The fact that Hagel is somewhat stubborn can't be news to Obama. They've known each other since their days in the senate, Hagel from 1997 to 2009 and Obama from 2005 to 2008. When Obama made his first campaign trip to Iraq, he was accompanied by Hagel. The Democrat and the Republican were in agreement even back then that the invasion had been a tragic mistake. Hagel had originally voted in favor of military intervention in Iraq, but later commented it would be “the most dangerous foreign policy blunder in this country since Vietnam, if it's carried out.” That was a direct attack against George W. Bush and his Republican friends, who ended Hagel's senate career and who have also never forgiven him to this day. Senator John McCain, also a Vietnam veteran, today publicly expressed his doubts that Hagel was really a Republican.

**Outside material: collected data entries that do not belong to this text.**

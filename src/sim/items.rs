//! Falling items and the weighted drop table
//!
//! Every broken brick rolls on a weighted table. Most rolls land on the
//! plain coin; the interesting drops sit in the long tail. The spawner owns
//! its own seeded PCG stream so drop sequences replay exactly for a given
//! seed.

use glam::Vec2;
use rand::{Rng, SeedableRng};
use rand_pcg::Pcg32;
use serde::{Deserialize, Serialize};

use crate::consts::{ITEM_FALL_SPEED, ITEM_SIZE, ITEM_TEXTURE_SIZE};

use super::hitbox::Hitbox;

#[derive(Debug, Clone, Copy, PartialEq, Eq, Hash, Serialize, Deserialize)]
pub enum ItemKind {
    Coin,
    Heart,
    Diamond,
    FirstAid,
    DeathBall,
    ExtraBall,
    SteelWall,
    LaserGun,
    InvisibleBall,
    SoftBall,
    PaddleEnlarge,
    PaddleShrink,
}

impl ItemKind {
    pub const ALL: [ItemKind; 12] = [
        ItemKind::Coin,
        ItemKind::Heart,
        ItemKind::Diamond,
        ItemKind::FirstAid,
        ItemKind::DeathBall,
        ItemKind::ExtraBall,
        ItemKind::SteelWall,
        ItemKind::LaserGun,
        ItemKind::InvisibleBall,
        ItemKind::SoftBall,
        ItemKind::PaddleEnlarge,
        ItemKind::PaddleShrink,
    ];

    /// Relative drop weight. The coin dwarfs everything else on purpose.
    pub fn spawn_weight(self) -> f64 {
        match self {
            ItemKind::Coin => 400.0,
            ItemKind::Heart => 2.0,
            ItemKind::Diamond => 0.05,
            ItemKind::FirstAid => 0.09,
            ItemKind::DeathBall => 7.0,
            ItemKind::ExtraBall => 8.0,
            ItemKind::SteelWall => 6.0,
            ItemKind::LaserGun => 10.0,
            ItemKind::InvisibleBall => 0.9,
            ItemKind::SoftBall => 11.0,
            ItemKind::PaddleEnlarge => 12.0,
            ItemKind::PaddleShrink => 11.5,
        }
    }
}

/// An item falling toward the paddle.
#[derive(Debug, Clone, Copy, PartialEq, Serialize, Deserialize)]
pub struct Item {
    pub kind: ItemKind,
    pub hitbox: Hitbox,
    pub velocity: Vec2,
}

impl Item {
    pub fn new(kind: ItemKind, x: f32, y: f32) -> Self {
        let inset = (ITEM_TEXTURE_SIZE - ITEM_SIZE) / 2.0;
        Self {
            kind,
            hitbox: Hitbox::with_offset(x, y, Vec2::splat(inset), ITEM_SIZE, ITEM_SIZE),
            velocity: Vec2::new(0.0, ITEM_FALL_SPEED),
        }
    }
}

/// Weighted item drops backed by a dedicated RNG stream.
#[derive(Debug, Clone, Serialize, Deserialize)]
pub struct ItemSpawner {
    rng: Pcg32,
    table: Vec<(ItemKind, f64)>,
    total_weight: f64,
}

impl ItemSpawner {
    pub fn new(seed: u64) -> Self {
        // Rarest first, so the cumulative walk reaches them before the
        // coin's weight swallows the roll.
        let mut table: Vec<(ItemKind, f64)> = ItemKind::ALL
            .iter()
            .map(|&kind| (kind, kind.spawn_weight()))
            .collect();
        table.sort_by(|a, b| a.1.partial_cmp(&b.1).unwrap_or(std::cmp::Ordering::Equal));
        let total_weight = table.iter().map(|(_, w)| w).sum();

        Self {
            rng: Pcg32::seed_from_u64(seed),
            table,
            total_weight,
        }
    }

    /// Roll the table and drop the resulting item at the given position.
    pub fn spawn(&mut self, x: f32, y: f32) -> Item {
        let roll = self.rng.random_range(0.0..self.total_weight - 1.0);

        let mut cumulative = 0.0;
        for &(kind, weight) in &self.table {
            cumulative += weight;
            if cumulative > roll {
                return Item::new(kind, x, y);
            }
        }
        // Unreachable while the table is non-empty; the coin closes it out.
        Item::new(ItemKind::Coin, x, y)
    }
}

Without a good measure of stubbornness Charles Timothy Hagel would not be where he is today. He comes from Nebraska, a state that's as flat as a frying pan where tornadoes regularly touch down; it's red hot in summer and in the winter it's a frozen expanse. Nebraska is prairie land on which buffalo and European settlers — many of them from Germany, like Hagel's ancestors — once roamed, built sod huts and raised cattle. Milk and honey might flow somewhere in America but only the meager, muddy Platte River flows through Nebraska, where Sioux and Cheyenne warriors once battled the U.S. Cavalry.
Hagel Has Several Fights to Face
Hagel comes from a poor family; his father did odd jobs and drank too much. After he died, Chuck had to provide for his mother and younger brother. He worked his way up, served his country, got rich in the cell phone trade and was finally elected senator. Small wonder that he didn't listen to what an armchair strategist like George W. Bush — who managed to avoid serving in Vietnam — had to say about the mess in Iraq.
Hagel will face two major tasks as Secretary of Defense. First, he has to end America's involvement in Afghanistan; all U.S. troops are scheduled to depart the country by the end of 2014. Ending a war — that has to be a pleasant chore for the first Pentagon chief to have been a soldier in Vietnam. Next, Hagel himself has called America's defense budget “bloated.” Obama expects him to reduce defense spending by some $700 million annually. That won't be easy; the weapons industry and their allies in the Pentagon fight tooth and nail for every dollar. Chuck Hagel has a few battles still to fight.